Lasarys swallowed as the two acolytes went pale.

“I am being relieved of my guardianship?” he asked shakily. His voice came out in little more than a whisper.

“Please, Father, we cannot go back,” Lester blurted; his protestations were silenced by the elevation of Gregory’s hand.

“His Grace has commanded that you be detained until he has finished righting whatever he can of your egregious mistake,” the sexton of Lianta’ar said haughtily. “Follow me; you are to wait in the hospice, where you can do no more harm with your renegade prayers.”

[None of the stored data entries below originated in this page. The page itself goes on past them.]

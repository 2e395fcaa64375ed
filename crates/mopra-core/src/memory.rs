//! Read-only view over the backend's persisted prompt/response memory.

use chrono::{DateTime, Local, NaiveDateTime, TimeZone};
use serde::{Deserialize, Serialize};

/// One remembered exchange, as stored by the backend
#[derive(Debug, Clone, PartialEq, Eq, Serialize, Deserialize)]
pub struct MemoryEntry {
    pub prompt: String,
    pub response: String,
    pub timestamp: String,
}

impl MemoryEntry {
    /// Timestamp rendered in local time.
    ///
    /// The backend writes naive ISO-8601 local times; zoned RFC 3339 values
    /// are converted. Anything unparseable is shown as received.
    pub fn local_timestamp(&self) -> String {
        const DISPLAY: &str = "%Y-%m-%d %H:%M:%S";

        if let Ok(zoned) = DateTime::parse_from_rfc3339(&self.timestamp) {
            return zoned.with_timezone(&Local).format(DISPLAY).to_string();
        }
        if let Ok(naive) = NaiveDateTime::parse_from_str(&self.timestamp, "%Y-%m-%dT%H:%M:%S%.f") {
            return match Local.from_local_datetime(&naive).earliest() {
                Some(local) => local.format(DISPLAY).to_string(),
                None => naive.format(DISPLAY).to_string(),
            };
        }
        self.timestamp.clone()
    }
}

pub const LOADING_TEXT: &str = "Loading memory...";
pub const EMPTY_TEXT: &str = "No memory entries yet.";
pub const CLEAR_PROMPT: &str = "Are you sure you want to clear all memory?";

/// What the memory panel body currently shows
#[derive(Debug, Clone, PartialEq, Eq)]
pub enum MemoryView {
    Loading,
    Error(String),
    Empty,
    /// Newest first
    Entries(Vec<MemoryEntry>),
}

#[derive(Debug, Clone, PartialEq, Eq)]
pub struct MemoryPanel {
    pub open: bool,
    pub view: MemoryView,
}

impl Default for MemoryPanel {
    fn default() -> Self {
        Self {
            open: false,
            view: MemoryView::Empty,
        }
    }
}

impl MemoryPanel {
    pub fn open(&mut self) {
        self.open = true;
    }

    pub fn close(&mut self) {
        self.open = false;
    }

    pub fn begin_loading(&mut self) {
        self.view = MemoryView::Loading;
    }

    /// Show fetched entries, newest first.
    pub fn show_entries(&mut self, mut entries: Vec<MemoryEntry>) {
        if entries.is_empty() {
            self.view = MemoryView::Empty;
            return;
        }
        entries.reverse();
        self.view = MemoryView::Entries(entries);
    }

    pub fn show_error(&mut self, message: impl std::fmt::Display) {
        self.view = MemoryView::Error(format!("Error: {}", message));
    }
}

The three priests dispiritedly followed the sexton down the dark, windowless corridors in the marble manse, past tapestried walls and heavy brass braziers of incense, burning in thin wisps of scented smoke. They were led deep into the manse, through endless corridors and past numerous identical doorways, until finally the sexton stopped before a heavy mahogany door and opened it contemptuously.

Beyond the door lay a small chapel, with a plain altar and severe, backless benches. Above the altar hung a sculpture of the silver star of the Patriarchy; other than that, there was no other ornamentation.

“Wait in here,” Gregory commanded. He waited until the priests had entered the room, then closed the door resoundingly behind them.

For what seemed an eternity, the Sorbolds waited on the hard wooden benches, silently contemplating their future. The windowless room kept them from watching the morning pass into afternoon, and yet they could feel the movement of the sun in the changing glow radiating from the silver star above the altar. Finally the door opened again, and Gregory returned, looking grim.